Items listed in a dataset:
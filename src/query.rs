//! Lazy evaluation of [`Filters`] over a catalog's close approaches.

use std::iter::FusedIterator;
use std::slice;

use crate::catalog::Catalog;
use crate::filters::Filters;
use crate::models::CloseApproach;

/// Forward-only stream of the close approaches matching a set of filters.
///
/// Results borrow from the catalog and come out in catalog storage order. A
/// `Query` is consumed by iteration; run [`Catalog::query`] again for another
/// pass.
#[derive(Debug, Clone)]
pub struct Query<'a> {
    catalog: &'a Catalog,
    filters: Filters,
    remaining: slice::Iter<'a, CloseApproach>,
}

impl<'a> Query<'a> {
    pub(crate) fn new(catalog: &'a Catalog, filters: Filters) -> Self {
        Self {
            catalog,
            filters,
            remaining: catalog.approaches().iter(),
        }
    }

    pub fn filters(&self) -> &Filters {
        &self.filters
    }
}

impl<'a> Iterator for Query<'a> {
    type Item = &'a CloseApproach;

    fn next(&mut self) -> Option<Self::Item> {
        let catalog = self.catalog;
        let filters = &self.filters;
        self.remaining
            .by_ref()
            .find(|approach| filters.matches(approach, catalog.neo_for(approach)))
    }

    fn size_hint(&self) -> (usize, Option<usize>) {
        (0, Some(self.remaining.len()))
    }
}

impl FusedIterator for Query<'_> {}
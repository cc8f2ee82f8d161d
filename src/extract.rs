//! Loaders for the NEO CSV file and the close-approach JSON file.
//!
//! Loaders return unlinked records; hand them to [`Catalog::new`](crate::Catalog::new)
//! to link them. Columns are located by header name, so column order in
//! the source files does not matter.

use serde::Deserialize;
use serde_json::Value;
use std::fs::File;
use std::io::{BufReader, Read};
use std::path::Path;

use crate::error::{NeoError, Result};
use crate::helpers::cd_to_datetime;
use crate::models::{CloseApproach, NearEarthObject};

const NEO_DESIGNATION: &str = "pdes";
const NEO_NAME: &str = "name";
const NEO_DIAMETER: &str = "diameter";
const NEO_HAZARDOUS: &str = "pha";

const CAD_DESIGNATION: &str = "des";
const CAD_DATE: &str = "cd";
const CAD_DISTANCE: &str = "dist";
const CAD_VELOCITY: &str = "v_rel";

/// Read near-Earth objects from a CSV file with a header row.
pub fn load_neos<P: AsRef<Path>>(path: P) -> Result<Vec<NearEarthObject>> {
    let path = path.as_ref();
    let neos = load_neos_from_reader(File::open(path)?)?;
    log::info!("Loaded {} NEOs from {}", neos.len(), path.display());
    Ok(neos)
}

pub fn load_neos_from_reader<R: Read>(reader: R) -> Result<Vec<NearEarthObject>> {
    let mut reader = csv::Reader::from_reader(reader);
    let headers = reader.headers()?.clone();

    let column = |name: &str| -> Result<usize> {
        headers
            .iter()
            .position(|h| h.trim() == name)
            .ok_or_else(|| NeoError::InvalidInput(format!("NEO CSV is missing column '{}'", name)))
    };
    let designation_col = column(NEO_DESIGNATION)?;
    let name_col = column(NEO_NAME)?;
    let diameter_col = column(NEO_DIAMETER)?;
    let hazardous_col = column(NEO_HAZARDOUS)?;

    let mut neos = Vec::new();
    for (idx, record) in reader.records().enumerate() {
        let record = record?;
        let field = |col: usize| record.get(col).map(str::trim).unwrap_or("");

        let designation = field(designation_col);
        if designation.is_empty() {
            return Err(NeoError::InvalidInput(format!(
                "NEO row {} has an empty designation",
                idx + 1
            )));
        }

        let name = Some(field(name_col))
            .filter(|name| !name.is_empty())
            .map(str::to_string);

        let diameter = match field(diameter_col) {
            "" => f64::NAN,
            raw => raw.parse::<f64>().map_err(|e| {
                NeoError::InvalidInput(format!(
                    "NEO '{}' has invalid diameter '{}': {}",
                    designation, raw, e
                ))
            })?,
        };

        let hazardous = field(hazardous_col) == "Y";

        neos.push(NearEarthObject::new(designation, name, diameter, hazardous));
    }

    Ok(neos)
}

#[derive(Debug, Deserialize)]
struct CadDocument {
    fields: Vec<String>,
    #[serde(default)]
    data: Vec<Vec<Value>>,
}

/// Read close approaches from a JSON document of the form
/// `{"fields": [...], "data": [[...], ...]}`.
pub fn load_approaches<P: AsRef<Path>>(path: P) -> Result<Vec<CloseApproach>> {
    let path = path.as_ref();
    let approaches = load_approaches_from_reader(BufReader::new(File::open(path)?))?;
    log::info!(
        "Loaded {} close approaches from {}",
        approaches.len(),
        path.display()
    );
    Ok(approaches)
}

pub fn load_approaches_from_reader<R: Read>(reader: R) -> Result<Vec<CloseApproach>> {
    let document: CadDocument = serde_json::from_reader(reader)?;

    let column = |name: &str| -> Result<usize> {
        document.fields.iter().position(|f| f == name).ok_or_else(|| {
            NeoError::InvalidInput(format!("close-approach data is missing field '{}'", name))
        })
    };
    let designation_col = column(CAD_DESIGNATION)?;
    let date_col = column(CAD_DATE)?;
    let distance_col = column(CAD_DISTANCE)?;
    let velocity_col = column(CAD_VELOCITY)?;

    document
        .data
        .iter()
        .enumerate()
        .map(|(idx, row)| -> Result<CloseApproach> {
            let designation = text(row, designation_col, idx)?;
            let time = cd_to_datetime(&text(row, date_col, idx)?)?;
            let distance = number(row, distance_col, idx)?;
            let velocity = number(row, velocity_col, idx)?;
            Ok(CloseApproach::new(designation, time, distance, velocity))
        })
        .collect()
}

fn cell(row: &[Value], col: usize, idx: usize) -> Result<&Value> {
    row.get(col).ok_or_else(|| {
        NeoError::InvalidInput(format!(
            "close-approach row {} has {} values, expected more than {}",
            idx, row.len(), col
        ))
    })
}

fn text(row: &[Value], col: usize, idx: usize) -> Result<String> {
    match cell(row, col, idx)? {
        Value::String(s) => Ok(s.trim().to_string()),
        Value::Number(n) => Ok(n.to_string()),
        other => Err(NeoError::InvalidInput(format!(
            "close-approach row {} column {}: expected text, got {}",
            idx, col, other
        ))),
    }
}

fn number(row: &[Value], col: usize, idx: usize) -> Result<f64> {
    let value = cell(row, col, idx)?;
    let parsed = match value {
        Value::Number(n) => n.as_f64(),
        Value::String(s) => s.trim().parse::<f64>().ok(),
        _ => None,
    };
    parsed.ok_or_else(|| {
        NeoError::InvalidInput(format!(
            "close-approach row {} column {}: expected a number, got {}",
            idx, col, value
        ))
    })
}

### What you will do
For each entry above, please make an exact copy.

### Result below
filename src/query.rs
//! Lazy evaluation of [`Filters`] over a catalog's close approaches.

use std::iter::FusedIterator;
use std::slice;

use crate::catalog::Catalog;
use crate::filters::Filters;
use crate::models::CloseApproach;

/// Forward-only stream of the close approaches matching a set of filters.
///
/// Results borrow from the catalog and come out in catalog storage order. A
/// `Query` is consumed by iteration; run [`Catalog::query`] again for another
/// pass.
#[derive(Debug, Clone)]
pub struct Query<'a> {
    catalog: &'a Catalog,
    filters: Filters,
    remaining: slice::Iter<'a, CloseApproach>,
}

impl<'a> Query<'a> {
    pub(crate) fn new(catalog: &'a Catalog, filters: Filters) -> Self {
        Self {
            catalog,
            filters,
            remaining: catalog.approaches().iter(),
        }
    }

    pub fn filters(&self) -> &Filters {
        &self.filters
    }
}

impl<'a> Iterator for Query<'a> {
    type Item = &'a CloseApproach;

    fn next(&mut self) -> Option<Self::Item> {
        let catalog = self.catalog;
        let filters = &self.filters;
        self.remaining
            .by_ref()
            .find(|approach| filters.matches(approach, catalog.neo_for(approach)))
    }

    fn size_hint(&self) -> (usize, Option<usize>) {
        (0, Some(self.remaining.len()))
    }
}

impl FusedIterator for Query<'_> {}
repository cc8f2ee82f8d161d
filename src/extract.rs
//! Loaders for the NEO CSV file and the close-approach JSON file.
//!
//! Loaders return unlinked records; hand them to [`Catalog::new`](crate::Catalog::new)
//! to link them. Columns are located by header name, so column order in
//! the source files does not matter.

use serde::Deserialize;
use serde_json::Value;
use std::fs::File;
use std::io::{BufReader, Read};
use std::path::Path;

use crate::error::{NeoError, Result};
use crate::helpers::cd_to_datetime;
use crate::models::{CloseApproach, NearEarthObject};

const NEO_DESIGNATION: &str = "pdes";
const NEO_NAME: &str = "name";
const NEO_DIAMETER: &str = "diameter";
const NEO_HAZARDOUS: &str = "pha";

const CAD_DESIGNATION: &str = "des";
const CAD_DATE: &str = "cd";
const CAD_DISTANCE: &str = "dist";
const CAD_VELOCITY: &str = "v_rel";

/// Read near-Earth objects from a CSV file with a header row.
pub fn load_neos<P: AsRef<Path>>(path: P) -> Result<Vec<NearEarthObject>> {
    let path = path.as_ref();
    let neos = load_neos_from_reader(File::open(path)?)?;
    log::info!("Loaded {} NEOs from {}", neos.len(), path.display());
    Ok(neos)
}

pub fn load_neos_from_reader<R: Read>(reader: R) -> Result<Vec<NearEarthObject>> {
    let mut reader = csv::Reader::from_reader(reader);
    let headers = reader.headers()?.clone();

    let column = |name: &str| -> Result<usize> {
        headers
            .iter()
            .position(|h| h.trim() == name)
            .ok_or_else(|| NeoError::InvalidInput(format!("NEO CSV is missing column '{}'", name)))
    };
    let designation_col = column(NEO_DESIGNATION)?;
    let name_col = column(NEO_NAME)?;
    let diameter_col = column(NEO_DIAMETER)?;
    let hazardous_col = column(NEO_HAZARDOUS)?;

    let mut neos = Vec::new();
    for (idx, record) in reader.records().enumerate() {
        let record = record?;
        let field = |col: usize| record.get(col).map(str::trim).unwrap_or("");

        let designation = field(designation_col);
        if designation.is_empty() {
            return Err(NeoError::InvalidInput(format!(
                "NEO row {} has an empty designation",
                idx + 1
            )));
        }

        let name = Some(field(name_col))
            .filter(|name| !name.is_empty())
            .map(str::to_string);

        let diameter = match field(diameter_col) {
            "" => f64::NAN,
            raw => raw.parse::<f64>().map_err(|e| {
                NeoError::InvalidInput(format!(
                    "NEO '{}' has invalid diameter '{}': {}",
                    designation, raw, e
                ))
            })?,
        };

        let hazardous = field(hazardous_col) == "Y";

        neos.push(NearEarthObject::new(designation, name, diameter, hazardous));
    }

    Ok(neos)
}

#[derive(Debug, Deserialize)]
struct CadDocument {
    fields: Vec<String>,
    #[serde(default)]
    data: Vec<Vec<Value>>,
}

/// Read close approaches from a JSON document of the form
/// `{"fields": [...], "data": [[...], ...]}`.
pub fn load_approaches<P: AsRef<Path>>(path: P) -> Result<Vec<CloseApproach>> {
    let path = path.as_ref();
    let approaches = load_approaches_from_reader(BufReader::new(File::open(path)?))?;
    log::info!(
        "Loaded {} close approaches from {}",
        approaches.len(),
        path.display()
    );
    Ok(approaches)
}

pub fn load_approaches_from_reader<R: Read>(reader: R) -> Result<Vec<CloseApproach>> {
    let document: CadDocument = serde_json::from_reader(reader)?;

    let column = |name: &str| -> Result<usize> {
        document.fields.iter().position(|f| f == name).ok_or_else(|| {
            NeoError::InvalidInput(format!("close-approach data is missing field '{}'", name))
        })
    };
    let designation_col = column(CAD_DESIGNATION)?;
    let date_col = column(CAD_DATE)?;
    let distance_col = column(CAD_DISTANCE)?;
    let velocity_col = column(CAD_VELOCITY)?;

    document
        .data
        .iter()
        .enumerate()
        .map(|(idx, row)| -> Result<CloseApproach> {
            let designation = text(row, designation_col, idx)?;
            let time = cd_to_datetime(&text(row, date_col, idx)?)?;
            let distance = number(row, distance_col, idx)?;
            let velocity = number(row, velocity_col, idx)?;
            Ok(CloseApproach::new(designation, time, distance, velocity))
        })
        .collect()
}

fn cell(row: &[Value], col: usize, idx: usize) -> Result<&Value> {
    row.get(col).ok_or_else(|| {
        NeoError::InvalidInput(format!(
            "close-approach row {} has {} values, expected more than {}",
            idx, row.len(), col
        ))
    })
}

fn text(row: &[Value], col: usize, idx: usize) -> Result<String> {
    match cell(row, col, idx)? {
        Value::String(s) => Ok(s.trim().to_string()),
        Value::Number(n) => Ok(n.to_string()),
        other => Err(NeoError::InvalidInput(format!(
            "close-approach row {} column {}: expected text, got {}",
            idx, col, other
        ))),
    }
}

fn number(row: &[Value], col: usize, idx: usize) -> Result<f64> {
    let value = cell(row, col, idx)?;
    let parsed = match value {
        Value::Number(n) => n.as_f64(),
        Value::String(s) => s.trim().parse::<f64>().ok(),
        _ => None,
    };
    parsed.ok_or_else(|| {
        NeoError::InvalidInput(format!(
            "close-approach row {} column {}: expected a number, got {}",
            idx, col, value
        ))
    })
}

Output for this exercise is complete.